___ Records provided ___

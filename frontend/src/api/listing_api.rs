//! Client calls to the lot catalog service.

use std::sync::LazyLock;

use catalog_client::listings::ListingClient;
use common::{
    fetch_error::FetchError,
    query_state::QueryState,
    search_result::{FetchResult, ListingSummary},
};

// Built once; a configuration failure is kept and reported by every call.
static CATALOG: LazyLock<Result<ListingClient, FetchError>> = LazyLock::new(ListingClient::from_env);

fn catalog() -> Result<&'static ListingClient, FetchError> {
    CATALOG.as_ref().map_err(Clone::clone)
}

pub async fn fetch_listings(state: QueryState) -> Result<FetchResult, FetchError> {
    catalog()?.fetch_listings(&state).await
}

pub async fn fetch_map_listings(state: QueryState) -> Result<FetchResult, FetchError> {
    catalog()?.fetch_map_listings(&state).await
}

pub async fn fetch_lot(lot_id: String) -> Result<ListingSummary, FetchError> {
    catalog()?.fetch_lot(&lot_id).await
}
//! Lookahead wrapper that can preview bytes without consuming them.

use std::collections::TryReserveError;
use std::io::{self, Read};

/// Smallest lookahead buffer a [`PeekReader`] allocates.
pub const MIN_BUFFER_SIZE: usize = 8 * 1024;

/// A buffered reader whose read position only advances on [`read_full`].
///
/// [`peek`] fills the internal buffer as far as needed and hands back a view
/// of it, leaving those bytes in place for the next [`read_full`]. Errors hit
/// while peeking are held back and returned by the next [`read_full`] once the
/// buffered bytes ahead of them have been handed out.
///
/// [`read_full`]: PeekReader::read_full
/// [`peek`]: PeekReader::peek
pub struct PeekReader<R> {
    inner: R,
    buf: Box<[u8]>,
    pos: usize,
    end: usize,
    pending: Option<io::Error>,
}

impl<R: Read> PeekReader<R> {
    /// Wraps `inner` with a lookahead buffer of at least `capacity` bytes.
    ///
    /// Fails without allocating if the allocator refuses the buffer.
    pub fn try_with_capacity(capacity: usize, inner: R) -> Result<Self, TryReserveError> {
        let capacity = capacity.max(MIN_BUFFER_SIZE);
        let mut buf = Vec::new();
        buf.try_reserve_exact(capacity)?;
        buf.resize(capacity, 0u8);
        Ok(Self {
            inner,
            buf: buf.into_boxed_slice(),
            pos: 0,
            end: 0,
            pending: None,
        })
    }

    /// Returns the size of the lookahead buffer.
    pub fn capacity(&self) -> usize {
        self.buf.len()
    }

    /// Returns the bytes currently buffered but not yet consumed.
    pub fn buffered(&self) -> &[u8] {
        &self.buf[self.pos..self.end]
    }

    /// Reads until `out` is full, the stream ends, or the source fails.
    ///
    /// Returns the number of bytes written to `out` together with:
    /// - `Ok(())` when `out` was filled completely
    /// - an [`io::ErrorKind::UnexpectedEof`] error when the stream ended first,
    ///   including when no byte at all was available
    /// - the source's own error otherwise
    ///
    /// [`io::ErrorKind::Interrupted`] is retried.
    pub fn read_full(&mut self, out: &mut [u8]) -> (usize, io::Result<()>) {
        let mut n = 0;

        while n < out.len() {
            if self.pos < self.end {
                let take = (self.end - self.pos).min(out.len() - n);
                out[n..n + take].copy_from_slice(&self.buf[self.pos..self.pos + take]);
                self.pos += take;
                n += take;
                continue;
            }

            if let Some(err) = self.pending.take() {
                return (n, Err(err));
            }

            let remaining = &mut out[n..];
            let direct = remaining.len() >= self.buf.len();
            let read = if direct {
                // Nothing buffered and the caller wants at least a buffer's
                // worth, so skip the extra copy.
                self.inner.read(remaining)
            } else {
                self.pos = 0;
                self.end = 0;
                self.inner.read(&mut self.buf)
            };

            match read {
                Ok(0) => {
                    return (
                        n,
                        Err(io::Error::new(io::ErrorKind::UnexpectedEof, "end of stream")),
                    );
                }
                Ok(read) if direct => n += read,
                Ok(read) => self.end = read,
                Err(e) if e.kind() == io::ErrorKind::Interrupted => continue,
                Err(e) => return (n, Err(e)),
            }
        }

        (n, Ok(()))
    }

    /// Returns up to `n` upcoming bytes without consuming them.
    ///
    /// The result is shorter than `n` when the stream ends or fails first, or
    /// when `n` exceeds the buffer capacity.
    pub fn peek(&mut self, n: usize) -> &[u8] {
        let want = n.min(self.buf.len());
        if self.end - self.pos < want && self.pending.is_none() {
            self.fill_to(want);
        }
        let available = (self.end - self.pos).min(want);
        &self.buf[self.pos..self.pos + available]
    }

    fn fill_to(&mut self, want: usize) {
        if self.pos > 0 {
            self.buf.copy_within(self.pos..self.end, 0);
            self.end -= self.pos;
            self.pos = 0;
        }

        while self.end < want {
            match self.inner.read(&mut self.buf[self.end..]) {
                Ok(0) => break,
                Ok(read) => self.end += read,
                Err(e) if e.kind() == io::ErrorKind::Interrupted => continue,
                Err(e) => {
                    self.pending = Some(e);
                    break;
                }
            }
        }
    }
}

___
___ Records provided ___

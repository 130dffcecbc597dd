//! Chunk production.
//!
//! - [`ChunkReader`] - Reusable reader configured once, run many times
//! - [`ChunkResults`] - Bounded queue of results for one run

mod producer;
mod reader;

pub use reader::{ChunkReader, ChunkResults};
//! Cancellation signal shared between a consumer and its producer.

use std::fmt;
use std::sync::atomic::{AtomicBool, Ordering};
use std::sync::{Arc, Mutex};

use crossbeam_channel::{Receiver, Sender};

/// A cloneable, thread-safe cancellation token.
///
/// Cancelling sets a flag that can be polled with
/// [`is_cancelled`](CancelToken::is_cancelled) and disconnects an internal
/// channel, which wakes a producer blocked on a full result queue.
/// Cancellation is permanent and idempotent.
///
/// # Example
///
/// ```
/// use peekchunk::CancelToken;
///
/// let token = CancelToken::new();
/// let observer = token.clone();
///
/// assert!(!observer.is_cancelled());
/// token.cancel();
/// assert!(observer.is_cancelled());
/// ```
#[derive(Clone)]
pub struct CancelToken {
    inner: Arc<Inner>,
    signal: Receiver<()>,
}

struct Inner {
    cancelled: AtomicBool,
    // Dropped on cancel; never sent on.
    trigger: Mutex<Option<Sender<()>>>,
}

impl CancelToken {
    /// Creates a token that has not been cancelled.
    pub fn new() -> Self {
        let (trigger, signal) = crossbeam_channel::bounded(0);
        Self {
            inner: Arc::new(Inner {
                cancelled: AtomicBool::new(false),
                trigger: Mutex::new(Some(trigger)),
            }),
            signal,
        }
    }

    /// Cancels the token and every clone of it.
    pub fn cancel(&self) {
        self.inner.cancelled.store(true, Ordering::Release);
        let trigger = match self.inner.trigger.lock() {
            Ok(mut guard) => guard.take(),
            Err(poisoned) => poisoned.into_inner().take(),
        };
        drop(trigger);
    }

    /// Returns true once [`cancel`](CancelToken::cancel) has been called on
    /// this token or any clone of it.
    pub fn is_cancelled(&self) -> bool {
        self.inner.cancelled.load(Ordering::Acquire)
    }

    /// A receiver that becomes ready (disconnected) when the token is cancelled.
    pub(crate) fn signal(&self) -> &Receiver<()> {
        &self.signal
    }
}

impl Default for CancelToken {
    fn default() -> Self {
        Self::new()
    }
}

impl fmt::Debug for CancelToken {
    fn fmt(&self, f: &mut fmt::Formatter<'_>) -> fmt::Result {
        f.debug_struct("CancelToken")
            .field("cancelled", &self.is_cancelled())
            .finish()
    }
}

___

**About this exercise:** Reproduce verbatim the lines above, from the line with "error when the" through the line with "let take = (self.end".

**Response box:**
    /// - an [`io::ErrorKind::UnexpectedEof`] error when the stream ended first,
    ///   including when no byte at all was available
    /// - the source's own error otherwise
    ///
    /// [`io::ErrorKind::Interrupted`] is retried.
    pub fn read_full(&mut self, out: &mut [u8]) -> (usize, io::Result<()>) {
        let mut n = 0;

        while n < out.len() {
            if self.pos < self.end {
                let take = (self.end - self.pos).min(out.len() - n);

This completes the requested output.